I think that needs to be talked about and I also think strategically it will be met with much resistance because many straight people think that being gay is all about sex and if you talk about gay kids then you must be talking about kids and sex... poof, suddenly we are discussion pedophilia in their minds. But it's not just the sex, right?
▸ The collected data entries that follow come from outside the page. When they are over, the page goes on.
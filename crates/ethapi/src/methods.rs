//! `eth_*` method names

/// Current protocol version
pub const PROTOCOL_VERSION: &str = "eth_protocolVersion";
/// Sync status, or `false`
pub const SYNCING: &str = "eth_syncing";
/// Coinbase address
pub const COINBASE: &str = "eth_coinbase";
/// Whether the node is mining
pub const MINING: &str = "eth_mining";
/// Hashes per second while mining
pub const HASHRATE: &str = "eth_hashrate";
/// Current gas price in wei
pub const GAS_PRICE: &str = "eth_gasPrice";
/// Addresses owned by the node
pub const ACCOUNTS: &str = "eth_accounts";
/// Most recent block number
pub const BLOCK_NUMBER: &str = "eth_blockNumber";
/// Balance of an address
pub const GET_BALANCE: &str = "eth_getBalance";
/// Value of a storage slot
pub const GET_STORAGE_AT: &str = "eth_getStorageAt";
/// Transactions sent from an address
pub const GET_TRANSACTION_COUNT: &str = "eth_getTransactionCount";
/// Transaction count of a block, by hash
pub const GET_BLOCK_TRANSACTION_COUNT_BY_HASH: &str = "eth_getBlockTransactionCountByHash";
/// Transaction count of a block, by number
pub const GET_BLOCK_TRANSACTION_COUNT_BY_NUMBER: &str = "eth_getBlockTransactionCountByNumber";
/// Uncle count of a block, by hash
pub const GET_UNCLE_COUNT_BY_BLOCK_HASH: &str = "eth_getUncleCountByBlockHash";
/// Uncle count of a block, by number
pub const GET_UNCLE_COUNT_BY_BLOCK_NUMBER: &str = "eth_getUncleCountByBlockNumber";
/// Code at an address
pub const GET_CODE: &str = "eth_getCode";
/// Sign data with a node-held key
pub const SIGN: &str = "eth_sign";
/// Sign and send a transaction
pub const SEND_TRANSACTION: &str = "eth_sendTransaction";
/// Send a signed transaction
pub const SEND_RAW_TRANSACTION: &str = "eth_sendRawTransaction";
/// Execute a call without a transaction
pub const CALL: &str = "eth_call";
/// Estimate gas for a transaction
pub const ESTIMATE_GAS: &str = "eth_estimateGas";
/// Block by hash
pub const GET_BLOCK_BY_HASH: &str = "eth_getBlockByHash";
/// Block by number or tag
pub const GET_BLOCK_BY_NUMBER: &str = "eth_getBlockByNumber";
/// Transaction by hash
pub const GET_TRANSACTION_BY_HASH: &str = "eth_getTransactionByHash";
/// Transaction by block hash and position
pub const GET_TRANSACTION_BY_BLOCK_HASH_AND_INDEX: &str = "eth_getTransactionByBlockHashAndIndex";
/// Transaction by block number and position
pub const GET_TRANSACTION_BY_BLOCK_NUMBER_AND_INDEX: &str =
    "eth_getTransactionByBlockNumberAndIndex";
/// Receipt of a mined transaction
pub const GET_TRANSACTION_RECEIPT: &str = "eth_getTransactionReceipt";
/// Uncle by block hash and position
pub const GET_UNCLE_BY_BLOCK_HASH_AND_INDEX: &str = "eth_getUncleByBlockHashAndIndex";
/// Uncle by block number and position
pub const GET_UNCLE_BY_BLOCK_NUMBER_AND_INDEX: &str = "eth_getUncleByBlockNumberAndIndex";
/// Compilers available on the node
pub const GET_COMPILERS: &str = "eth_getCompilers";
/// Install a new-block filter
pub const NEW_BLOCK_FILTER: &str = "eth_newBlockFilter";
/// Install a pending-transaction filter
pub const NEW_PENDING_TRANSACTION_FILTER: &str = "eth_newPendingTransactionFilter";
/// Current proof-of-work package
pub const GET_WORK: &str = "eth_getWork";
/// Submit a proof-of-work solution
pub const SUBMIT_WORK: &str = "eth_submitWork";
/// Report an external miner's hashrate
pub const SUBMIT_HASHRATE: &str = "eth_submitHashrate";

/// Methods this binding refuses to send.
///
/// Log filters and subscriptions need a polling or streaming layer the
/// binding does not have; the compile endpoints were removed from clients.
pub const UNSUPPORTED: &[&str] = &[
    "eth_newFilter",
    "eth_uninstallFilter",
    "eth_getFilterChanges",
    "eth_getFilterLogs",
    "eth_getLogs",
    "eth_subscribe",
    "eth_unsubscribe",
    "eth_compileLLL",
    "eth_compileSolidity",
    "eth_compileSerpent",
];

/// Returns false for methods listed in [`UNSUPPORTED`]
pub fn is_supported(method: &str) -> bool {
    !UNSUPPORTED.contains(&method)
}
*thanks to the "lifestyle" framing by Christianists in the 80's... those bastards.

Anonymous said...

Maybe if mothers of gay and lesbian people wrote "I knew my child was gay when..." stories and we publicized them it would be a way of breaking through the wrong headed idea that people aren't born gay.

Birdie said...

Em, my brother said he knew he was "different" when he was six. What six-year-old makes that choice? None. It was years later when he knew what that difference was. I have yet to meet the gay man or woman who was happy to make that realization.

Anonymous said...

"Homophobia is like racism and anti-Semitism and other forms of bigotry in that it seeks to dehumanize a large group of people, to deny their humanity, their dignity and personhood. This sets the stage for further repression and violence that spread all too easily to victimize the next minority group." ---Corretta Scott King, April 1998, Chicago

travelling, but not in love said...

My brother has spent the last week forwarding crappy obama jokes to me. They're all pretty much awful, bad taste and racist.

Suffice to say, it was the cause of a big old-fashioned fallout. We'll get over it, but respect has been lost....

Patrick said...

"Injustice anywhere is a threat to justice everywhere." Dr. Martin Luther King Jr.
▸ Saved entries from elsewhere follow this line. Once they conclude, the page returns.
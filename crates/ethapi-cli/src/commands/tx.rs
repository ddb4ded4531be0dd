//! Transaction commands

use clap::{Args, Subcommand};
use ethapi::TransactionRequest;

use super::print_lookup;
use crate::config::{block_or_default, Config};
use crate::{output::Output, CliError};

/// Transaction object fields shared by send, call and estimate-gas
#[derive(Debug, Args)]
pub struct TxArgs {
    /// Sender address
    #[arg(long)]
    from: Option<String>,
    /// Recipient address (omit for contract creation)
    #[arg(long)]
    to: Option<String>,
    /// Gas limit
    #[arg(long)]
    gas: Option<i64>,
    /// Gas price in wei
    #[arg(long)]
    gas_price: Option<i64>,
    /// Value in wei
    #[arg(long)]
    value: Option<u128>,
    /// Call data or init code (hex)
    #[arg(long)]
    data: Option<String>,
    /// Sender nonce
    #[arg(long)]
    nonce: Option<i64>,
}

impl From<TxArgs> for TransactionRequest {
    fn from(args: TxArgs) -> Self {
        TransactionRequest {
            from: args.from,
            to: args.to,
            gas: args.gas,
            gas_price: args.gas_price,
            value: args.value,
            data: args.data,
            nonce: args.nonce,
        }
    }
}

/// Transaction subcommands
#[derive(Debug, Subcommand)]
pub enum TxCommand {
    /// Have the node sign and send a transaction
    Send {
        #[command(flatten)]
        tx: TxArgs,
    },
    /// Send a signed, encoded transaction
    SendRaw {
        /// Signed transaction data (hex)
        data: String,
    },
    /// Execute a call without creating a transaction
    Call {
        #[command(flatten)]
        tx: TxArgs,
        /// Block number or tag (defaults to config)
        #[arg(short, long)]
        block: Option<String>,
    },
    /// Estimate the gas a transaction would use
    EstimateGas {
        #[command(flatten)]
        tx: TxArgs,
        /// Block number or tag (defaults to config)
        #[arg(short, long)]
        block: Option<String>,
    },
    /// Look up a transaction by hash, or by block and index
    Get {
        /// Transaction hash
        #[arg(required_unless_present = "index")]
        hash: Option<String>,
        /// Block hash containing the transaction
        #[arg(long, requires = "index", conflicts_with_all = ["hash", "block"])]
        block_hash: Option<String>,
        /// Block number or tag containing the transaction
        #[arg(long, requires = "index", conflicts_with = "hash")]
        block: Option<String>,
        /// Position in the block
        #[arg(long)]
        index: Option<u64>,
    },
    /// Get a transaction receipt
    Receipt {
        /// Transaction hash
        hash: String,
    },
}

impl TxCommand {
    pub async fn execute(self, config: &Config, json: bool) -> Result<(), CliError> {
        match self {
            TxCommand::Send { tx } => send(config, tx.into(), json).await,
            TxCommand::SendRaw { data } => send_raw(config, &data, json).await,
            TxCommand::Call { tx, block } => call(config, tx.into(), block, json).await,
            TxCommand::EstimateGas { tx, block } => {
                estimate_gas(config, tx.into(), block, json).await
            }
            TxCommand::Get {
                hash,
                block_hash,
                block,
                index,
            } => get_transaction(config, hash, block_hash, block, index, json).await,
            TxCommand::Receipt { hash } => get_receipt(config, &hash, json).await,
        }
    }
}

async fn send(config: &Config, tx: TransactionRequest, json: bool) -> Result<(), CliError> {
    let client = config.client()?;
    let hash = client.send_transaction(&tx).await?;

    Output::new(json)
        .field("tx_hash", &hash)
        .message(&format!("Transaction sent: {}", hash))
        .print();

    Ok(())
}

async fn send_raw(config: &Config, data: &str, json: bool) -> Result<(), CliError> {
    let client = config.client()?;
    let hash = client.send_raw_transaction(data).await?;

    Output::new(json)
        .field("tx_hash", &hash)
        .message(&format!("Transaction sent: {}", hash))
        .print();

    Ok(())
}

async fn call(
    config: &Config,
    tx: TransactionRequest,
    block: Option<String>,
    json: bool,
) -> Result<(), CliError> {
    let block = block_or_default(block, config)?;
    let client = config.client()?;
    let result = client.call(&tx, block).await?;

    Output::new(json)
        .field("result", &result)
        .message(&result)
        .print();

    Ok(())
}

async fn estimate_gas(
    config: &Config,
    tx: TransactionRequest,
    block: Option<String>,
    json: bool,
) -> Result<(), CliError> {
    let block = block_or_default(block, config)?;
    let client = config.client()?;
    let gas = client.estimate_gas(&tx, block).await?;

    Output::new(json)
        .field_i64("gas", gas)
        .message(&format!("Estimated gas: {}", gas))
        .print();

    Ok(())
}

async fn get_transaction(
    config: &Config,
    hash: Option<String>,
    block_hash: Option<String>,
    block: Option<String>,
    index: Option<u64>,
    json: bool,
) -> Result<(), CliError> {
    let client = config.client()?;

    let tx = match (hash, index) {
        (Some(hash), _) => client.get_transaction_by_hash(&hash).await?,
        (None, Some(index)) => match block_hash {
            Some(block_hash) => {
                client
                    .get_transaction_by_block_hash_and_index(&block_hash, index)
                    .await?
            }
            None => {
                let block = block_or_default(block, config)?;
                client
                    .get_transaction_by_block_number_and_index(block, index)
                    .await?
            }
        },
        (None, None) => {
            return Err(CliError::InvalidInput(
                "a transaction hash or --index is required".to_string(),
            ))
        }
    };

    print_lookup(json, "transaction", tx, "Transaction")
}

async fn get_receipt(config: &Config, hash: &str, json: bool) -> Result<(), CliError> {
    let client = config.client()?;
    let receipt = client.get_transaction_receipt(hash).await?;

    if let Some(receipt) = &receipt {
        tracing::debug!(status = ?receipt.succeeded(), "receipt found");
    }
    print_lookup(json, "receipt", receipt, "Receipt")
}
This sentiment is one I regularly need to return to, so I remember that all hate and bigotry damages me. Racism, sexism, homophobia, they all demean me, even if homophobia is the only one I have ever personally been hit with. (Does getting repeatedly searched and interviewed every time I flew into or out of England in the 80s, probably because of the Irish name and look, count? No, I didn't think so.) King's statement is also something I come back to any time I feel tempted to play the "I'm more oppressed than you" game. It all demeans all of us. It all needs to be ended. I'll fight for CAnnick's civil rights, because that's the right thing to do. She can make peace with her own conscience as she sees fit.

I doubt we'll ever do lunch, she and I.

Butch said...

No one has the right to think their struggle is more worthy than ours. No one gets a free pass being a bigot. She is as bigoted as the "white-crackers" who kept her people down during Jim Crow and slavery.

I'm with Melissa Ettherage exclaiming she will not pay her state taxes if she is considered a second-class citizen without marriage rights.

This all boils down to using religion to continue an agenda of bigotry and hate. I want to see some tax-exempt status churches losing that gift from the government. You mess in politics and you get taxed like everyone else.

Word Verification: "ging yrou"
( a new cuss phrase? or one of those knifes that cut through pop cans )close but no cigar . ..

J-o-h-n-n-y said...

find it very unsettleing...

:(

Enemy of the Republic said...

It's getting worse. Good for you, Torn. Oh, I'm following you now--this way I can keep up with you!

Anonymous said...

Well said, Torn! Now if we could only get this post as an Op Ed in the LA Times as a rebuttle! And thank you for turning your words into action inside the classroom. Interesting that the "word verification" for me was "denied."